Thanks for the links, I found them really interesting to read. I do have problems with Dr. Bernstein’s statements (many of them, not just the one you referred to) as he doesn’t actually document and publish data on anything he says; he just says it’s based on his “experience” and “patients” and we are supposed to take it on faith that he’s reporting things accurately. I understand that in the past he probably didn’t have resources to conduct studies, but with a medical degree and more publicity in recent years I don’t see why he can’t publish empirical data like everyone else.
I do think type 1 in children and LADA is very different in terms of its speed and residual insulin production. I know of people with LADA who have been in the honeymoon phase for years, even if they also use insulin.

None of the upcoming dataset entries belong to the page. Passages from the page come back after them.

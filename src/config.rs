use crate::error::ConfigError;
use crate::slice_bitmap::Material;
use serde::Deserialize;
use std::f64::consts::PI;

// Feed rates are mm/min; lengths are mm.

fn default_bed() -> f64 {
    200.0
}
fn default_max_feedrate_xy() -> f64 {
    6000.0
}
fn default_max_feedrate_z() -> f64 {
    300.0
}
fn default_fast_feedrate_xy() -> f64 {
    4800.0
}
fn default_skirt_gap() -> f64 {
    3.0
}
fn default_layer_height() -> f64 {
    0.2
}
fn default_pixel_size() -> f64 {
    0.1
}
fn default_cache_window() -> usize {
    crate::cache::DEFAULT_CACHE_WINDOW
}

fn default_extrusion_width() -> f64 {
    0.4
}
fn default_extrusion_height() -> f64 {
    0.2
}
fn default_feed_diameter() -> f64 {
    1.75
}
fn default_extrude_ratio() -> f64 {
    1.0
}
fn default_retraction_distance() -> f64 {
    1.0
}
fn default_retraction_feedrate() -> f64 {
    1800.0
}
fn default_max_extrude_feedrate() -> f64 {
    3000.0
}
fn default_extrusion_feedrate() -> f64 {
    1800.0
}
fn default_extra_extrude_first() -> f64 {
    0.5
}
fn default_extra_extrude_polygon() -> f64 {
    0.1
}
fn default_infill_gap() -> f64 {
    0.8
}
fn default_infill_angle_deg() -> f64 {
    45.0
}

#[derive(Debug, Clone, PartialEq, Deserialize)]
pub struct ExtruderConfig {
    pub material: Material,
    /// Physical hardware channel (tool number). Extruders sharing a channel
    /// share one physical state.
    #[serde(default)]
    pub channel: usize,
    #[serde(default = "default_extrusion_width")]
    pub extrusion_width: f64,
    #[serde(default = "default_extrusion_height")]
    pub extrusion_height: f64,
    #[serde(default = "default_feed_diameter")]
    pub feed_diameter: f64,
    #[serde(default = "default_extrude_ratio")]
    pub extrude_ratio: f64,
    #[serde(default = "default_retraction_distance")]
    pub retraction_distance: f64,
    #[serde(default = "default_retraction_feedrate")]
    pub retraction_feedrate: f64,
    #[serde(default)]
    pub lift: f64,
    /// Fastest XY feed rate while extruding.
    #[serde(default = "default_max_extrude_feedrate")]
    pub max_feedrate: f64,
    #[serde(default = "default_extrusion_feedrate")]
    pub extrusion_feedrate: f64,
    /// Priming length before the first extrusion of a layer.
    #[serde(default = "default_extra_extrude_first")]
    pub extra_extrude_first: f64,
    /// Priming length before every other extrusion.
    #[serde(default = "default_extra_extrude_polygon")]
    pub extra_extrude_polygon: f64,
    #[serde(default = "default_infill_gap")]
    pub infill_gap: f64,
    #[serde(default = "default_infill_angle_deg")]
    pub infill_angle_deg: f64,
}

impl ExtruderConfig {
    /// Cross-section area of the feedstock.
    pub fn feed_area(&self) -> f64 {
        let r = 0.5 * self.feed_diameter;
        PI * r * r
    }

    /// Feedstock length consumed per millimetre of deposited track.
    pub fn extrusion_per_mm(&self) -> f64 {
        self.extrusion_width * self.extrusion_height * self.extrude_ratio / self.feed_area()
    }

    fn validate(&self, index: usize) -> Result<(), ConfigError> {
        let invalid = |reason: &str| ConfigError::InvalidExtruder { index, reason: reason.to_string() };
        if self.material.0.is_empty() {
            return Err(invalid("material name is empty"));
        }
        let positive = [
            ("extrusion_width", self.extrusion_width),
            ("extrusion_height", self.extrusion_height),
            ("feed_diameter", self.feed_diameter),
            ("extrude_ratio", self.extrude_ratio),
            ("max_feedrate", self.max_feedrate),
            ("extrusion_feedrate", self.extrusion_feedrate),
            ("retraction_feedrate", self.retraction_feedrate),
        ];
        for (name, v) in positive {
            if !v.is_finite() || v <= 0.0 {
                return Err(invalid(&format!("{name} must be > 0, got {v}")));
            }
        }
        let non_negative = [
            ("retraction_distance", self.retraction_distance),
            ("lift", self.lift),
            ("extra_extrude_first", self.extra_extrude_first),
            ("extra_extrude_polygon", self.extra_extrude_polygon),
        ];
        for (name, v) in non_negative {
            if !v.is_finite() || v < 0.0 {
                return Err(invalid(&format!("{name} must be >= 0, got {v}")));
            }
        }
        Ok(())
    }
}

#[derive(Debug, Clone, PartialEq, Deserialize)]
pub struct MachineConfig {
    #[serde(default = "default_bed")]
    pub bed_x: f64,
    #[serde(default = "default_bed")]
    pub bed_y: f64,
    #[serde(default = "default_bed")]
    pub bed_z: f64,
    #[serde(default = "default_max_feedrate_xy")]
    pub max_feedrate_xy: f64,
    #[serde(default = "default_max_feedrate_z")]
    pub max_feedrate_z: f64,
    /// Travel feed rate for non-extruding XY moves.
    #[serde(default = "default_fast_feedrate_xy")]
    pub fast_feedrate_xy: f64,
    #[serde(default)]
    pub dump_x: f64,
    #[serde(default)]
    pub dump_y: f64,
    /// Purge at the dump point on every extruder change.
    #[serde(default)]
    pub shield: bool,
    #[serde(default)]
    pub skirt: bool,
    #[serde(default = "default_skirt_gap")]
    pub skirt_gap: f64,
    #[serde(default = "default_layer_height")]
    pub layer_height: f64,
    #[serde(default = "default_pixel_size")]
    pub pixel_size: f64,
    #[serde(default = "default_cache_window")]
    pub cache_window: usize,
    #[serde(default)]
    pub extruders: Vec<ExtruderConfig>,
}

impl MachineConfig {
    pub fn validate(&self) -> Result<(), ConfigError> {
        if self.extruders.is_empty() {
            return Err(ConfigError::NoExtruders);
        }
        let positive = [
            ("bed_x", self.bed_x),
            ("bed_y", self.bed_y),
            ("bed_z", self.bed_z),
            ("max_feedrate_xy", self.max_feedrate_xy),
            ("max_feedrate_z", self.max_feedrate_z),
            ("fast_feedrate_xy", self.fast_feedrate_xy),
            ("layer_height", self.layer_height),
            ("pixel_size", self.pixel_size),
        ];
        for (name, v) in positive {
            if !v.is_finite() || v <= 0.0 {
                return Err(ConfigError::InvalidMachine(format!("{name} must be > 0, got {v}")));
            }
        }
        if !(0.0..=self.bed_x).contains(&self.dump_x) || !(0.0..=self.bed_y).contains(&self.dump_y) {
            return Err(ConfigError::InvalidMachine(format!(
                "dump point ({}, {}) is off the bed",
                self.dump_x, self.dump_y
            )));
        }
        for (i, e) in self.extruders.iter().enumerate() {
            e.validate(i)?;
        }
        Ok(())
    }

    /// Index of the first extruder loaded with `material`.
    pub fn extruder_for_material(&self, material: &Material) -> Option<usize> {
        self.extruders.iter().position(|e| &e.material == material)
    }
}

/// Parse and validate a JSON machine description.
pub fn parse_machine_json(text: &str) -> Result<MachineConfig, ConfigError> {
    let cfg: MachineConfig = serde_json::from_str(text)?;
    cfg.validate()?;
    Ok(cfg)
}
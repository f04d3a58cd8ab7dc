#[derive(Debug, Clone, PartialEq, Eq)]
pub struct Im<T, const N_CH: usize> {
    pub w: usize,
    pub h: usize,
    pub s: usize, // stride in elements (w * N_CH)
    pub arr: Vec<T>,
}

// Constructor
// -----------------------------------------------------------------------------
impl<T: Copy + Default, const N_CH: usize> Im<T, N_CH> {
    pub fn new(w: usize, h: usize) -> Self {
        let s = w * N_CH;
        let arr = vec![T::default(); s * h];
        Self { w, h, s, arr }
    }
}

impl<T, const N_CH: usize> Im<T, N_CH> {
    #[inline(always)]
    pub unsafe fn get_unchecked(&self, x: usize, y: usize, ch: usize) -> &T {
        unsafe { self.arr.get_unchecked(y * self.s + x * N_CH + ch) }
    }

    #[inline(always)]
    pub unsafe fn get_unchecked_mut(&mut self, x: usize, y: usize, ch: usize) -> &mut T {
        unsafe { self.arr.get_unchecked_mut(y * self.s + x * N_CH + ch) }
    }

    /// Bounds-checked read with signed coords; `None` outside the image.
    #[inline]
    pub fn get(&self, x: i64, y: i64, ch: usize) -> Option<&T> {
        if x < 0 || y < 0 || x as usize >= self.w || y as usize >= self.h || ch >= N_CH {
            return None;
        }
        self.arr.get(y as usize * self.s + x as usize * N_CH + ch)
    }
}

// Mask helpers
// -----------------------------------------------------------------------------

/// Value written into a `MaskIm` for a set pixel.
pub const MASK_ON: u8 = 255;

impl Im<u8, 1> {
    #[inline]
    pub fn is_on(&self, x: i64, y: i64) -> bool {
        self.get(x, y, 0).is_some_and(|&v| v != 0)
    }

    #[inline]
    pub fn set(&mut self, x: usize, y: usize, on: bool) {
        debug_assert!(x < self.w && y < self.h);
        self.arr[y * self.s + x] = if on { MASK_ON } else { 0 };
    }

    pub fn count_on(&self) -> usize {
        self.arr.iter().filter(|&&v| v != 0).count()
    }

    pub fn any_on(&self) -> bool {
        self.arr.iter().any(|&v| v != 0)
    }

    /// Number of set pixels among the 8 neighbours of (x, y).
    pub fn on_neighbors8(&self, x: i64, y: i64) -> usize {
        let mut n = 0;
        for dy in -1..=1 {
            for dx in -1..=1 {
                if (dx != 0 || dy != 0) && self.is_on(x + dx, y + dy) {
                    n += 1;
                }
            }
        }
        n
    }
}

pub type MaskIm = Im<u8, 1>;
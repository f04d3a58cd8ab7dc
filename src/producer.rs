use crate::bitmap_list::BitmapList;
use crate::cache::{CacheEntry, SliceCache};
use crate::config::MachineConfig;
use crate::error::EmitResult;
use crate::extruder::Extruder;
use crate::flood::label_islands;
use crate::gcode::CommandSink;
use crate::geom::{HalfPlane, Pt};
use crate::offset::offset;
use crate::poly::Polygon;
use crate::slice_bitmap::Material;
use crate::toolpath::Emitter;
use tracing::debug;

// Secondary cache index = 3 * material ordinal + kind. The raw layer list
// lives at ordinal 0.
pub const SUB_RAW: u32 = 0;
pub const SUB_PERIMETER: u32 = 1;
pub const SUB_INFILL: u32 = 2;
const SUB_KINDS: u32 = 3;

fn sub_index(material_ordinal: usize, kind: u32) -> u32 {
    material_ordinal as u32 * SUB_KINDS + kind
}

fn extruder_for(extruders: &[Extruder], material: Option<&Material>) -> usize {
    material
        .and_then(|m| extruders.iter().position(|ex| &ex.config().material == m))
        .unwrap_or(0)
}

#[derive(Debug, Default, Clone, Copy, PartialEq, Eq)]
pub struct LayerStats {
    pub materials: usize,
    pub perimeters: usize,
    pub infill_paths: usize,
}

/// Turns one layer of material bitmaps into extrusion paths.
///
/// Per material, in list order: select the extruder, extrude every island's
/// perimeters (outer boundaries before holes) traced half a nozzle width
/// inside the solid, then hatch infill one full width inside. Infill is
/// turned 90 degrees on odd layers.
pub struct LayerProducer {
    cache: SliceCache,
    // Holds a layer that falls below a full window, which the main cache
    // would evict as soon as it was inserted.
    scratch: SliceCache,
}

impl LayerProducer {
    pub fn new(cache_window: usize) -> Self {
        Self { cache: SliceCache::new(cache_window), scratch: SliceCache::new(1) }
    }

    pub fn from_machine(machine: &MachineConfig) -> Self {
        Self::new(machine.cache_window)
    }

    pub fn cache(&self) -> &SliceCache {
        &self.cache
    }

    /// Cache the layer's bitmaps and island insets. A layer already resident
    /// with the same content is left alone, along with anything derived from
    /// it.
    pub fn prepare(&mut self, layer: i64, bitmaps: &BitmapList, extruders: &[Extruder]) -> BitmapList {
        let layers = bitmaps.collapsed();
        let resident = self
            .cache
            .get(layer, SUB_RAW)
            .or_else(|| self.scratch.get(layer, SUB_RAW))
            .is_some_and(|e| e.bitmaps().same_content(&layers));
        if resident {
            return layers;
        }

        self.cache.insert(layer, SUB_RAW, layers.clone());
        let store = if self.cache.contains(layer, SUB_RAW) {
            &mut self.cache
        } else {
            debug!(layer = layer, window = self.cache.window(), "layer is below the cache window");
            self.scratch.clear();
            self.scratch.insert(layer, SUB_RAW, layers.clone());
            &mut self.scratch
        };
        for (m, bm) in layers.iter().enumerate() {
            let width = extruders
                .get(extruder_for(extruders, bm.material()))
                .map_or(0.0, |ex| ex.config().extrusion_width);
            let islands = label_islands(bm);
            debug!(layer = layer, material = m, islands = islands.len(), "labelled islands");

            let perimeters = BitmapList::from_bitmaps(islands.iter().map(|i| offset(i, -0.5 * width)));
            let infill = BitmapList::from_bitmaps(islands.iter().map(|i| offset(i, -width)));
            store.insert(layer, sub_index(m, SUB_PERIMETER), perimeters);
            store.insert(layer, sub_index(m, SUB_INFILL), infill);
        }
        layers
    }

    fn entry(&mut self, layer: i64, secondary: u32) -> Option<&mut CacheEntry> {
        if self.cache.contains(layer, secondary) {
            self.cache.get_mut(layer, secondary)
        } else {
            self.scratch.get_mut(layer, secondary)
        }
    }

    fn perimeter_paths(&mut self, layer: i64, m: usize, pixel: f64) -> Vec<Polygon> {
        let Some(entry) = self.entry(layer, sub_index(m, SUB_PERIMETER)) else {
            return Vec::new();
        };
        let mut out = Vec::new();
        for island in entry.contours() {
            let mut contours: Vec<_> = island.iter().collect();
            contours.sort_by_key(|c| c.is_hole);
            out.extend(contours.iter().map(|c| c.poly.simplify(pixel)));
        }
        out
    }

    fn infill_paths(&mut self, layer: i64, m: usize, sweep: &HalfPlane, gap: f64) -> Vec<Polygon> {
        match self.entry(layer, sub_index(m, SUB_INFILL)) {
            Some(entry) => entry.hatches(sweep, gap, true).iter().flatten().cloned().collect(),
            None => Vec::new(),
        }
    }

    /// Emit layer `layer` at height `z`.
    pub fn produce<S: CommandSink>(
        &mut self,
        layer: i64,
        z: f64,
        bitmaps: &BitmapList,
        em: &mut Emitter<S>,
    ) -> EmitResult<LayerStats> {
        em.starting_layer(layer, z)?;
        let layers = self.prepare(layer, bitmaps, em.extruders());

        let mut stats = LayerStats { materials: layers.len(), ..LayerStats::default() };
        let mut first = true;
        for (m, bm) in layers.iter().enumerate() {
            match bm.material() {
                Some(material) => em.select_material(material)?,
                None => em.select_extruder(0)?,
            }
            let index = em.selected_extruder().unwrap_or(0);
            let cfg = em.extruders()[index].config().clone();
            let pixel = bm.pixel_size().unwrap_or(0.0);

            for poly in self.perimeter_paths(layer, m, pixel) {
                em.plot_polygon(&poly, first)?;
                first = false;
                stats.perimeters += 1;
            }

            let turn = if layer.rem_euclid(2) == 1 { 90.0 } else { 0.0 };
            let sweep = HalfPlane::from_angle(Pt::default(), (cfg.infill_angle_deg + turn).to_radians());
            for poly in self.infill_paths(layer, m, &sweep, cfg.infill_gap) {
                em.plot_polygon(&poly, first)?;
                first = false;
                stats.infill_paths += 1;
            }
        }
        debug!(
            layer = layer,
            perimeters = stats.perimeters,
            infill = stats.infill_paths,
            "layer produced"
        );
        Ok(stats)
    }
}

As a kid my honeymoon only lasted about six weeks–and I don’t even know if it counts as a honeymoon, because I definitely still had highs, I just also had a lot of lows despite lowering my insulin TDD by 50%.
According to that study you posted, only 3% of people diagnosed with type 1 before age 18 had c-peptide levels above 0.2, compared to 10% for those diagnosed after age 18. If people with LADA (i.e., those diagnosed in their 30s and later) were tested after having diabetes for 5-15 years, I bet the percentage of those who still had c-peptide levels above 0.2 would be even higher. On the other hand, I have to wonder whether that “over age 18” category didn’t catch some people with LADA in there, since it doesn’t specify the actual ages.
It would be interesting to do another DCCT-type study today (a whole new one with people diagnosed in the 1990s and 2000s, not just a follow-up with the original cohort) and see how things have changed. I bet a lot of useful data could be collected just by following a new cohort of a few thousand people with type 1.